Traditionalists are quick to blame America’s influence for the loss of local tradition, claiming that imported traditions like trick-or-treating have distracted us from Bonfire Night customs (often ignoring the fact that most Halloween traditions originated in the UK).
Is Halloween really the problem, though? The close proximity of a commercialised holiday doesn’t seem to threaten New Year’s Eve, which falls six days after Christmas. 88 percent of the country celebrate Christmas, and hundreds of thousands go on to attend New Year’s Eve street parties, make resolutions, and watch Jools Holland gesticulate his way into January 1.
Bonfire Night itself isn’t at risk of being forgotten: a recent YouGov poll suggests that it is still more popular than its spookier cousin, and the Alexandra Palace firework display alone draws around 100,000 people. Questions about Bonfire Night still feature on the UK’s citizenship test, ensuring every recently-minted British person (yours truly included) is well aware of the Gunpowder Plot. As recently as last year, the NHS website recorded a 27 percent increase in visits to its burns advice page on Bonfire Night weekend – so plenty of people are celebrating at home, too.

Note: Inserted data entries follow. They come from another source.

//! 栄養データCSVの読み込み

use crate::error::Result;
use crate::types::NutritionRow;
use csv::{ReaderBuilder, Trim};
use std::collections::HashMap;
use std::io::Read;
use std::path::Path;

/// 起動時に一度だけ読み込む栄養テーブル（以後は読み取り専用）
#[derive(Debug, Clone, Default)]
pub struct NutritionTable {
    headers: Vec<String>,
    rows: Vec<NutritionRow>,
}

impl NutritionTable {
    pub fn headers(&self) -> &[String] {
        &self.headers
    }

    pub fn rows(&self) -> &[NutritionRow] {
        &self.rows
    }

    pub fn len(&self) -> usize {
        self.rows.len()
    }

    pub fn is_empty(&self) -> bool {
        self.rows.is_empty()
    }
}

/// CSVファイルから栄養テーブルを読み込む
pub fn load_nutrition_table(path: &Path) -> Result<NutritionTable> {
    let file = std::fs::File::open(path)?;
    let table = read_nutrition_table(file)?;
    tracing::info!(
        "栄養テーブルを読み込みました: {} ({}行)",
        path.display(),
        table.len()
    );
    Ok(table)
}

/// 任意のリーダーから栄養テーブルを読み込む
///
/// ヘッダーの前後の空白を除去し、ハードコードされたカラム名との不一致を防ぎます。
pub fn read_nutrition_table<R: Read>(reader: R) -> Result<NutritionTable> {
    let mut reader = ReaderBuilder::new()
        .has_headers(true)
        .trim(Trim::Headers)
        .flexible(true)
        .from_reader(reader);

    let headers: Vec<String> = reader.headers()?.iter().map(|h| h.to_string()).collect();
    let mut rows = Vec::new();

    for result in reader.records() {
        let record = result?;

        let mut fields = HashMap::new();
        for (i, header) in headers.iter().enumerate() {
            if let Some(value) = record.get(i) {
                fields.insert(header.clone(), value.to_string());
            }
        }

        rows.push(NutritionRow::new(fields));
    }

    Ok(NutritionTable { headers, rows })
}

Fireworks and bonfires appear to be safe from extinction, but customs like penny-for-the-Guy and clacky toffee do seem to be fading – not disappearing entirely. Tens of thousands still travel to Lewes each year on November 5, where 30 bonfire societies host “the only proper Bonfire Night celebration left”.

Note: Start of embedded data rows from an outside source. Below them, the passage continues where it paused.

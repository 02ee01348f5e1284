//! 推論前の画像前処理
//!
//! 任意サイズの3チャネル/4チャネル画像を、モデルが期待する
//! (1, size, size, 3) の f32 テンソル（値域 [0, 1]）に変換します。

use image::{imageops::FilterType, DynamicImage, RgbImage};
use ndarray::Array4;
use serde::{Deserialize, Serialize};

/// モデル入力サイズ（正方形）
pub const IMAGE_SIZE: u32 = 224;

/// 前処理済みテンソル (batch=1, height, width, channel)
pub type ImageTensor = Array4<f32>;

/// テンソルに書き出すチャネル順
#[derive(Debug, Clone, Copy, PartialEq, Eq, Serialize, Deserialize, Default)]
#[serde(rename_all = "lowercase")]
pub enum ChannelOrder {
    /// 学習済みモデルはBGR順の画素で学習されている
    #[default]
    Bgr,
    Rgb,
}

impl std::fmt::Display for ChannelOrder {
    fn fmt(&self, f: &mut std::fmt::Formatter<'_>) -> std::fmt::Result {
        match self {
            ChannelOrder::Bgr => write!(f, "BGR"),
            ChannelOrder::Rgb => write!(f, "RGB"),
        }
    }
}

/// 画像前処理
#[derive(Debug, Clone, Copy, PartialEq)]
pub struct ImagePreprocessor {
    input_size: u32,
    channel_order: ChannelOrder,
}

impl Default for ImagePreprocessor {
    fn default() -> Self {
        Self::new(IMAGE_SIZE, ChannelOrder::default())
    }
}

impl ImagePreprocessor {
    pub fn new(input_size: u32, channel_order: ChannelOrder) -> Self {
        Self {
            input_size,
            channel_order,
        }
    }

    pub fn input_size(&self) -> u32 {
        self.input_size
    }

    pub fn channel_order(&self) -> ChannelOrder {
        self.channel_order
    }

    /// 出力テンソルの形状
    pub fn output_shape(&self) -> [usize; 4] {
        let size = self.input_size as usize;
        [1, size, size, 3]
    }

    /// 画像をモデル入力テンソルに変換
    ///
    /// 1. 4チャネルならアルファを捨てて3チャネルへ
    /// 2. input_size x input_size にバイリニア補間でリサイズ
    /// 3. 255で割って [0, 1] に正規化
    /// 4. 先頭にバッチ次元を追加
    pub fn preprocess(&self, image: &DynamicImage) -> ImageTensor {
        let rgb: RgbImage = match image {
            DynamicImage::ImageRgb8(rgb) => rgb.clone(),
            other => other.to_rgb8(),
        };

        let size = self.input_size;
        let resized = if rgb.dimensions() == (size, size) {
            rgb
        } else {
            // 縮小時はカーネル幅が広がる（アンチエイリアス付き）ため、2x2近傍のみのINTER_LINEARとは画素値が一致しない
            image::imageops::resize(&rgb, size, size, FilterType::Triangle)
        };

        let order = self.channel_order;
        let [_, height, width, channels] = self.output_shape();
        Array4::from_shape_fn((1, height, width, channels), |(_, y, x, c)| {
            let pixel = resized.get_pixel(x as u32, y as u32);
            let channel = match order {
                ChannelOrder::Bgr => 2 - c,
                ChannelOrder::Rgb => c,
            };
            pixel[channel] as f32 / 255.0
        })
    }
}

Bonfire Night has been accruing and shedding traditions since its inception, and that may not always be a bad thing. The earliest celebrations didn’t take place around a bonfire, but inside churches. Until around 1800, Guy Fawkes didn’t even play a starring role – he was drafted in as the night’s mascot when people decided it might be good to stop burning effigies of the Pope (though they still do that in Lewes, too).
Halloween – the scapegoat for Bonfire Night’s overstated downfall – has gone through an evolution of its own. What was once a Celtic harvest festival morphed with traditions surrounding the Christian All Hallow’s Day. The shrunken-head style carved turnips that were once used to ward off evil spirits are the forebears of today’s jack-o-lantern pumpkins. The costumed 16th-century “guisers” that went from house to house and sang for food cleared the path for millions of children to dress up as Iron Man and demand a bag of Haribo.
Holiday traditions like penny for the Guy are valuable, ephemeral heritage that should be protected and preserved – and are in places like Lewes. The holidays themselves aren’t static, though, and for better or worse, they evolve to reflect our cultural priorities. We may actually see a resurgence of bonfire toffee and turnip-carving amongst younger generations, with newspapers like The Guardian reporting that “Folklore customs dating back centuries are suddenly cool again with a new generation keen to connect with the planet and defy the establishment.”
Even if those latter-day rebels don’t succeed in kicking off a mass revival of the charming, strange traditions that make Bonfire Night a uniquely British celebration, there will still be thousands of people in a corner of Sussex keeping them alive. The bonfires and fireworks that erupt across the country aren’t going anywhere soon, either – I couldn’t even get tickets to my local celebration before they sold out.
And if the alarmists really are right about the disappearance of Bonfire Night tradition, Guy Fawkes makes for a pretty good Halloween costume.